Perhaps you don't understand the things you say?

So, the claim of heating with one tenth the wood has been proven repeatedly. Further, I heated my montana home with 0.60 cords of wood last winter (a particularly cold winter) while maintaining an average of 69 degrees inside. And finally, while these designs have been dramatically optimized over the last 20 years, many of the heaters from 20 years ago are still running well.

I have hosted three international rocket mass heater innovators events and as a result I have 12 fully functioning rocket mass heaters, plus 8 that are now retired. I feel very comfortable with the safety of all of the rocket mass heaters here. If anybody feels less than comfortable, then I suspect that they would build their rocket mass heaters to their own comfort level. Just because somebody else did a poor job of building a masonry stove somewhere else does not mean that these rocket mass heaters are doomed. We intend all of our builds to last more than 20 years. And as for safety, one of the innovators actually wrote the safety code for masonry and rocket mass heaters in portland, oregon.

I'm not really interested in being held accountable to the standards of somebody working so hard to not understand such simple stuff. I have better things to do.

If a person thinks they are some sort of super builder and they wish to have tests and are unwilling to use google - then it seems pretty straightforward that such a person can quickly perform their own tests.
 
Perhaps you don't understand the things you say?
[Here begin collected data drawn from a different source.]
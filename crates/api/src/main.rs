//! FinOps insights service
//!
//! Refreshes insights from Prometheus, OpenCost and the cluster API on a
//! fixed interval and serves them as a REST API and Prometheus metrics.

use anyhow::{Context, Result};
use finops_api::{api, config::AppConfig};
use finops_lib::{
    upstream::{CostHistorySource, CostSource, InventorySource, KubeInventory, OpenCostClient, PrometheusClient},
    EngineSources, HealthRegistry, InsightEngine, RefreshScheduler, SnapshotStore, StructuredLogger,
};
use std::sync::Arc;
use tokio::sync::broadcast;
use tracing::{info, warn};
use tracing_subscriber::{fmt, prelude::*, EnvFilter};

const SERVICE_VERSION: &str = env!("CARGO_PKG_VERSION");

#[tokio::main]
async fn main() -> Result<()> {
    // Initialize tracing with JSON output and env filter
    tracing_subscriber::registry()
        .with(EnvFilter::try_from_default_env().unwrap_or_else(|_| EnvFilter::new("info")))
        .with(fmt::layer().json())
        .init();

    let config = AppConfig::load()?;
    info!(
        cluster = %config.cluster_name,
        prometheus = %config.prometheus_url,
        opencost = %config.opencost_url,
        refresh_interval_secs = config.refresh_interval_secs,
        "FinOps API configured"
    );

    let prometheus = Arc::new(
        PrometheusClient::new(&config.prometheus_url, config.request_timeout(), config.hourly_rates())
            .context("invalid Prometheus URL")?,
    );
    let opencost = Arc::new(
        OpenCostClient::new(&config.opencost_url, config.request_timeout())
            .context("invalid OpenCost URL")?,
    );

    let inventory: Option<Arc<dyn InventorySource>> = if config.inventory_enabled {
        match KubeInventory::try_default(config.inventory_pricing()).await {
            Ok(inventory) => Some(Arc::new(inventory)),
            Err(e) => {
                warn!(error = %e, "Cluster API unavailable, idle resource detection disabled");
                None
            }
        }
    } else {
        None
    };

    let sources = EngineSources {
        usage: prometheus.clone(),
        costs: vec![
            opencost as Arc<dyn CostSource>,
            prometheus.clone() as Arc<dyn CostSource>,
        ],
        history: Some(prometheus as Arc<dyn CostHistorySource>),
        inventory,
    };

    let health = HealthRegistry::new();
    let logger = StructuredLogger::new(&config.cluster_name);
    let engine = Arc::new(InsightEngine::new(
        sources,
        config.engine_config()?,
        Arc::new(SnapshotStore::new()),
        health.clone(),
        logger.clone(),
    ));
    engine.register_health().await;

    logger.log_startup(SERVICE_VERSION, config.api_port);

    let (shutdown_tx, _) = broadcast::channel::<()>(1);

    // First cycle in the background so probes answer immediately
    let startup = Arc::clone(&engine);
    tokio::spawn(async move {
        startup.refresh("startup").await;
    });

    let scheduler = RefreshScheduler::new(Arc::clone(&engine), config.scheduler_config());
    let scheduler_handle = tokio::spawn(scheduler.run(shutdown_tx.subscribe()));

    let state = Arc::new(api::AppState::new(
        Arc::clone(&engine),
        health,
        config.max_snapshot_age_secs(),
    ));
    let mut server_shutdown = shutdown_tx.subscribe();
    let server_handle = tokio::spawn(api::serve(config.api_port, state, async move {
        let _ = server_shutdown.recv().await;
    }));

    tokio::signal::ctrl_c()
        .await
        .context("failed to listen for shutdown signal")?;
    logger.log_shutdown("SIGINT received");

    let _ = shutdown_tx.send(());
    let _ = scheduler_handle.await;
    match server_handle.await {
        Ok(Err(e)) => warn!(error = %e, "API server exited with error"),
        Err(e) => warn!(error = %e, "API server task panicked"),
        Ok(Ok(())) => {}
    }

    Ok(())
}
So, the claim of heating with one tenth the wood has been proven repeatedly. Further, I heated my montana home with 0.60 cords of wood last winter (a particularly cold winter) while maintaining an average of 69 degrees inside. And finally, while these designs have been dramatically optimized over the last 20 years, many of the heaters from 20 years ago are still running well.

I have hosted three international rocket mass heater innovators events and as a result I have 12 fully functioning rocket mass heaters, plus 8 that are now retired. I feel very comfortable with the safety of all of the rocket mass heaters here. If anybody feels less than comfortable, then I suspect that they would build their rocket mass heaters to their own comfort level. Just because somebody else did a poor job of building a masonry stove somewhere else does not mean that these rocket mass heaters are doomed. We intend all of our builds to last more than 20 years. And as for safety, one of the innovators actually wrote the safety code for masonry and rocket mass heaters in portland, oregon.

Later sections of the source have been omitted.